Boston, MA 10/22/2013 (wallstreetpr) – Since Nokia Corporation (ADR) (NYSE:NOK) has not indicated any profit warning as it is required by Finnish law, it means that the company’s Q3.13 earnings won’t be any different from the guidance declared in Q2.13. Basically, in accordance with the Finnish law where Nokia is registered, a pre-announcement is required two weeks before the release of earnings in case of any appreciable difference from the previously laid out guidance.
But even without any significant news from Nokia, its shares have risen significantly in the previous week ending Friday, October 18. Coming from near the pits, the stock concluded last week at $7.13 per share.
As Nokia’s handset business goes to Microsoft, analysts have been weighing options for the company as regards its future. The company, perhaps more than its struggling peers, is better placed for huge gains if its mandarins carefully explore the company’s options and settles on the most profitable one. Analysts say.

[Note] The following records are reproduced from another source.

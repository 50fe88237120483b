//! Captured frame handle.

use std::fmt;
use std::sync::Arc;

use crate::source::GpuSurface;

/// One captured picture.
///
/// A `RawFrame` references a GPU-resident surface together with its size and
/// a monotonic capture timestamp. It is produced by a capture source, moved
/// through the frame queue, and consumed exactly once by the encoder: it is
/// not `Clone`, and dropping it releases the surface reference.
///
/// The surface may be invalidated by its source after a resolution change;
/// check [`is_valid`](Self::is_valid) before reading it back.
///
/// # Example
///
/// ```
/// use std::sync::Arc;
/// use instant_replay::RawFrame;
/// use instant_replay::source::CpuSurface;
///
/// let surface = CpuSurface::solid(1, 640, 360, [0, 0, 0, 255]);
/// let frame = RawFrame::new(Arc::new(surface), 16);
/// assert_eq!(frame.dimensions(), (640, 360));
/// assert_eq!(frame.timestamp_ms(), 16);
/// ```
pub struct RawFrame {
    surface: Arc<dyn GpuSurface>,
    width: u32,
    height: u32,
    timestamp_ms: i64,
}

impl RawFrame {
    /// Wraps a surface captured at `timestamp_ms`.
    pub fn new(surface: Arc<dyn GpuSurface>, timestamp_ms: i64) -> Self {
        let width = surface.width();
        let height = surface.height();
        Self {
            surface,
            width,
            height,
            timestamp_ms,
        }
    }

    /// Width in pixels.
    pub fn width(&self) -> u32 {
        self.width
    }

    /// Height in pixels.
    pub fn height(&self) -> u32 {
        self.height
    }

    /// `(width, height)` in pixels.
    pub fn dimensions(&self) -> (u32, u32) {
        (self.width, self.height)
    }

    /// Monotonic capture time in milliseconds.
    pub fn timestamp_ms(&self) -> i64 {
        self.timestamp_ms
    }

    /// The backing surface.
    pub fn surface(&self) -> &dyn GpuSurface {
        self.surface.as_ref()
    }

    /// Returns `false` if the source has recreated the backing storage.
    pub fn is_valid(&self) -> bool {
        self.surface.is_valid()
    }

    /// Tightly packed size of this frame in bytes.
    pub fn packed_len(&self) -> usize {
        self.width as usize * self.height as usize * crate::source::BYTES_PER_PIXEL
    }

    /// Releases the frame without encoding it.
    pub fn release(self) {
        drop(self);
    }
}

impl fmt::Debug for RawFrame {
    fn fmt(&self, f: &mut fmt::Formatter<'_>) -> fmt::Result {
        f.debug_struct("RawFrame")
            .field("width", &self.width)
            .field("height", &self.height)
            .field("timestamp_ms", &self.timestamp_ms)
            .field("device_id", &self.surface.device_id())
            .finish()
    }
}
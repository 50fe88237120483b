//! GPU to CPU frame readback with staging reuse and buffer pooling.

use parking_lot::Mutex;

use crate::source::StagingSurface;
use crate::{CaptureError, RawFrame};

/// Most buffers kept by a [`FramePool`].
pub const MAX_POOLED_BUFFERS: usize = 4;

#[derive(Debug, Default)]
struct PoolState {
    size: usize,
    buffers: Vec<Vec<u8>>,
}

/// Reuses tightly packed frame buffers of one size.
///
/// Renting a different size empties the pool; buffers of a stale size are
/// not taken back.
#[derive(Debug, Default)]
pub struct FramePool {
    state: Mutex<PoolState>,
}

impl FramePool {
    /// Creates an empty pool.
    pub fn new() -> Self {
        Self::default()
    }

    /// Returns a buffer of exactly `size` bytes.
    pub fn rent(&self, size: usize) -> Vec<u8> {
        let mut state = self.state.lock();
        if state.size != size {
            state.buffers.clear();
            state.size = size;
        }
        state.buffers.pop().unwrap_or_else(|| vec![0; size])
    }

    /// Hands a buffer back for reuse.
    pub fn give_back(&self, buffer: Vec<u8>) {
        let mut state = self.state.lock();
        if buffer.len() == state.size && state.buffers.len() < MAX_POOLED_BUFFERS {
            state.buffers.push(buffer);
        }
    }

    /// Buffers currently available.
    pub fn pooled(&self) -> usize {
        self.state.lock().buffers.len()
    }
}

/// Copies frames out of GPU memory.
///
/// Owns one staging surface, recreated only when the frame size or the
/// source device changes. Confined to the backend that created it.
#[derive(Debug, Default)]
pub struct FrameReadback {
    staging: Option<StagingSurface>,
    recreated: u64,
}

impl FrameReadback {
    /// Creates a readback with no staging surface yet.
    pub fn new() -> Self {
        Self::default()
    }

    /// Copies `frame` into a tightly packed BGRA buffer rented from `pool`.
    ///
    /// # Errors
    ///
    /// [`CaptureError::SurfaceInvalidated`] if the source recreated the
    /// frame's storage, or [`CaptureError::Readback`] if the copy failed.
    pub fn read(&mut self, frame: &RawFrame, pool: &FramePool) -> Result<Vec<u8>, CaptureError> {
        if !frame.is_valid() {
            return Err(CaptureError::SurfaceInvalidated);
        }

        let surface = frame.surface();
        let (width, height) = frame.dimensions();
        let device_id = surface.device_id();

        let reusable = self
            .staging
            .as_ref()
            .is_some_and(|staging| staging.matches(device_id, width, height));
        if !reusable {
            self.staging = None;
            self.recreated += 1;
            tracing::debug!(width, height, device_id, "creating staging surface");
        }
        let staging = self
            .staging
            .get_or_insert_with(|| StagingSurface::new(device_id, width, height));

        surface.copy_to_staging(staging)?;

        let row_bytes = frame.packed_len() / height.max(1) as usize;
        let mut buffer = pool.rent(frame.packed_len());
        if let Err(e) = staging
            .map()
            .copy_rows_tight(row_bytes, height as usize, &mut buffer)
        {
            pool.give_back(buffer);
            return Err(e);
        }
        Ok(buffer)
    }

    /// Number of staging surfaces created so far.
    pub fn staging_recreations(&self) -> u64 {
        self.recreated
    }

    /// Drops the staging surface.
    pub fn release(&mut self) {
        self.staging = None;
    }
}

Among the different options to take Nokia back into a growing corporation, analysts see potential in Intellectual Property (IP) business. It has worked for a number for companies in tepid times and it can work well for Nokia.
If Nokia needs to become itself again, the company could adopt a strategy in which is can collect 1% in royalty per handset. If this happens, then the Finnish company’s stock could well be worth between $16 and $24 per share by 2018.
Analysts see that if Nokia expands the number of companies paying it royalties and also increases its patent licensing base, it could report more than $4.52 billion in earnings before interest and taxes.
By venturing into aggressive Intellectual Property business, Nokia would not be walking an uncharted path. Qualcomm is a benchmark in this regard. It has minted huge millions of dollars through IP deals and doing the same could easily take Nokia where it seeks to be – top of its peers.